Learn about Fire

  • Fire is FAST! In less than 30 seconds a small flame can turn into a major fire. It only takes minutes for thick black smoke to fill a house or for it to be engulfed in flames.
  • Fire is HOT! Heat is more threatening than flames. Room temperatures in a fire can be 100 degrees at floor level and rise to 600 degrees at eye level. Inhaling this super-hot air will scorch your lungs and melt clothes to your skin.
  • Fire is DARK! Fire starts bright, but quickly produces black smoke and complete darkness.
  • Fire is DEADLY! Smoke and toxic gases kill more people than flames do. Fire produces poisonous gases that make you disoriented and drowsy. Asphyxiation is the leading cause of fire deaths, exceeding burns by a 3-to-1 ratio.

Hundreds of thousands of acres and countless homes are burned by fire every year in California. Like earthquakes, wildfires are common in our area. Wildfire is necessary for nature to regenerate itself. As homes continue to be built in fire prone areas, being prepared is even more important. Preparing your home increases the chance that your home can withstand an approaching wildfire and improves safety for firefighters.

Structure Fires

House of Fire

Before a Structure Fire

  • Install smoke alarms on every level of your residence. Place them outside sleeping, at the top of stairways, and near the kitchen. Check the batteries monthly and change them out every six months.
  • Smoke alarms become less affective with age. Replace them every ten years.
  • Inspect and know how to operate your fire extinguisher.
  • Identify escapes routes from your home. See the Make a Disaster Plan section for more information.
  • Practice your escape routes while crawling. Practice with your eyes closed to ensure you could do it in heavy smoke. Remember to feel doors before opening them. If they are hot to the touch, find another exit.
  • Conduct a home fire drill twice a year (Especially important if you have children).

During a Fire

  • If your clothes catch fire: stop, drop and roll until you are extinguished. Do Not Run. Call 911.
  • Think of your escape route, cover your mouth and crawl on your hands and knees. Check closed doors before you open them. Use the back of your hand to check if the door is hot.
  • If the door is hot, find an alternate route. If you cannot escape, hang a light-colored sheet out a window to alert emergency response personnel to your location.
  • If the door is cool, open it cautiously and close it behind you. Closing doors behind you slows the spread of fire.
  • Once you escape, call 9-1-1. Do not reenter the building.

Home Fire Safety Tips

Keep a space heater a minimum of three feet away from flammable items.

Do not use kerosene lanterns or stoves indoors.

Have heating units inspected and cleaned annually by a certified specialist.

Do not leave the clothes dryer on when no one is home.

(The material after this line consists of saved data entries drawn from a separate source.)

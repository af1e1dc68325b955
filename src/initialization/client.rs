//! HTTP client initialization.
//!
//! One client is shared by the PeeringDB, RIPE Atlas and Google Geocoding
//! clients.

use std::time::Duration;

use reqwest::ClientBuilder;

/// Initializes the HTTP client with default settings.
///
/// Creates a `reqwest::Client` configured with:
/// - User-Agent header naming this tool and its version
/// - Per-request timeout
/// - Rustls TLS backend (no native TLS)
///
/// # Arguments
///
/// * `timeout_seconds` - Per-request timeout
///
/// # Errors
///
/// Returns a `reqwest::Error` if client creation fails.
pub fn init_client(timeout_seconds: u64) -> Result<reqwest::Client, reqwest::Error> {
    ClientBuilder::new()
        .timeout(Duration::from_secs(timeout_seconds))
        .user_agent(concat!(env!("CARGO_PKG_NAME"), "/", env!("CARGO_PKG_VERSION")))
        .use_rustls_tls()
        .build()
}
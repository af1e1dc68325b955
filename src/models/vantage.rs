//! Vantage points and the measurements they return.

use std::cmp::Ordering;
use std::collections::BTreeMap;
use std::hash::{Hash, Hasher};
use std::net::IpAddr;

/// Identifier of a measurement vantage point (RIPE Atlas probe id).
pub type VantagePointId = u64;

/// RTT samples in milliseconds per vantage point; an empty list means the
/// target was unreachable from that vantage point.
pub type RttObservation = BTreeMap<VantagePointId, Vec<f64>>;

/// Latitude/longitude pair in degrees.
#[derive(Debug, Clone, Copy, PartialEq)]
pub struct Coordinates {
    /// Latitude in degrees
    pub latitude: f64,
    /// Longitude in degrees
    pub longitude: f64,
}

impl Coordinates {
    /// Creates a coordinate pair.
    pub fn new(latitude: f64, longitude: f64) -> Self {
        Self {
            latitude,
            longitude,
        }
    }

    /// `"lat,lon"` key used by the reverse geocoding cache.
    pub fn cache_key(&self) -> String {
        format!("{},{}", self.latitude, self.longitude)
    }
}

/// A measurement agent at a known position.
///
/// Equality, hashing and ordering only consider the id.
#[derive(Debug, Clone)]
pub struct VantagePoint {
    /// Probe id
    pub id: VantagePointId,
    /// ASN owning the probe's address
    pub asn: u32,
    /// Latitude in degrees
    pub latitude: f64,
    /// Longitude in degrees
    pub longitude: f64,
    /// ISO country code as reported by the platform
    pub country: String,
}

impl VantagePoint {
    /// Position of the vantage point.
    pub fn coordinates(&self) -> Coordinates {
        Coordinates::new(self.latitude, self.longitude)
    }
}

impl PartialEq for VantagePoint {
    fn eq(&self, other: &Self) -> bool {
        self.id == other.id
    }
}

impl Eq for VantagePoint {}

impl Hash for VantagePoint {
    fn hash<H: Hasher>(&self, state: &mut H) {
        self.id.hash(state);
    }
}

impl PartialOrd for VantagePoint {
    fn partial_cmp(&self, other: &Self) -> Option<Ordering> {
        Some(self.cmp(other))
    }
}

impl Ord for VantagePoint {
    fn cmp(&self, other: &Self) -> Ordering {
        self.id.cmp(&other.id)
    }
}

/// IP protocol version of a target.
#[derive(Debug, Clone, Copy, PartialEq, Eq, Hash)]
pub enum AddressFamily {
    /// IPv4
    V4,
    /// IPv6
    V6,
}

impl AddressFamily {
    /// Address family of an IP address.
    pub fn from_ip(ip: &IpAddr) -> Self {
        match ip {
            IpAddr::V4(_) => AddressFamily::V4,
            IpAddr::V6(_) => AddressFamily::V6,
        }
    }

    /// Numeric form (4 or 6) used by the measurement API.
    pub fn as_u8(&self) -> u8 {
        match self {
            AddressFamily::V4 => 4,
            AddressFamily::V6 => 6,
        }
    }
}

#[cfg(test)]
mod tests {
    use super::*;
    use std::collections::HashSet;

    fn vp(id: VantagePointId, asn: u32) -> VantagePoint {
        VantagePoint {
            id,
            asn,
            latitude: 0.0,
            longitude: 0.0,
            country: "US".to_string(),
        }
    }

    #[test]
    fn test_vantage_point_identity_is_id() {
        let mut set = HashSet::new();
        set.insert(vp(1, 701));
        set.insert(vp(1, 3356));
        assert_eq!(set.len(), 1);
        assert!(vp(1, 1) < vp(2, 0));
    }

    #[test]
    fn test_address_family() {
        assert_eq!(
            AddressFamily::from_ip(&"8.8.8.8".parse().unwrap()).as_u8(),
            4
        );
        assert_eq!(
            AddressFamily::from_ip(&"2001:db8::1".parse().unwrap()),
            AddressFamily::V6
        );
    }
}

Do not leave candles unattended.

Purchase UL approved lighting. Be extremely careful with holiday lighting. Do not overload circuits or leave Christmas trees lit while no one is home.




Before a Wildfire Threatens

  • Visit the FireSafe Council website.
  • Create a safety zone around your home. Safety zone size depends on the terrain you live in. Homes on steep slopes or in forests, will need larger safety zones. 30 to 100 feet is recommended for most homes.
  • Remove all flammable vegetation around your home and property. Remove leaves and rubbish from under structures. Regularly clean roof and gutters.
  • Enclose eaves and overhangs to prevent flammable materials and rising heat from become trapped.
  • Thin a 15-foot space between tree crowns and remove limbs within 15 feet of the ground.
  • Remove dead tree branches that extend over the roof.
  • Prune tree branches and shrubs within 15 feet of a stovepipe or chimney outlet.
  • Ask the power company to clear branches from power lines.
  • Clear a 10-ft area around propane tanks and barbecues.
  • Dispose of fireplace and grill ashes appropriately.
  • Store firewood at least 100 ft away from your home and preferably uphill.
  • Maintain adequate water source, such as a well, pool or hydrant.
  • Have garden hoses and ladders available that can reach all areas of your home and other structures.

When a Wildfire Is Headed Towards Your Home

If you are told to evacuate, do so immediately.

If the wildfire is not an immediate threat:

  • Back your car into the garage. Leave the keys in the ignition.
  • Confine your pets to one room or put them in the car if you are evacuating immediately.
  • Put on protective clothing.
  • Put your disaster kit in your car.

If you have plenty of time:

  • Close windows, vents, and doors. Remove lightweight curtains
  • Pull flammable furniture away from windows and glass doors. (Radiant heat can ignite objects indoors)
  • Seal attic and ground vents with plywood.
  • Turn off propane tanks.
  • Ensure garden hoses are connected to outside taps.
  • Place a ladder against the house in plain view for emergency personnel.
  • Disconnect automatic garage door openers and close the garage door.
  • Remove shrubs within 15 feet of the home.
  • When you leave, turn on house lights to make house more visible, and leave doors unlocked to enable firefighters to make entry if necessary.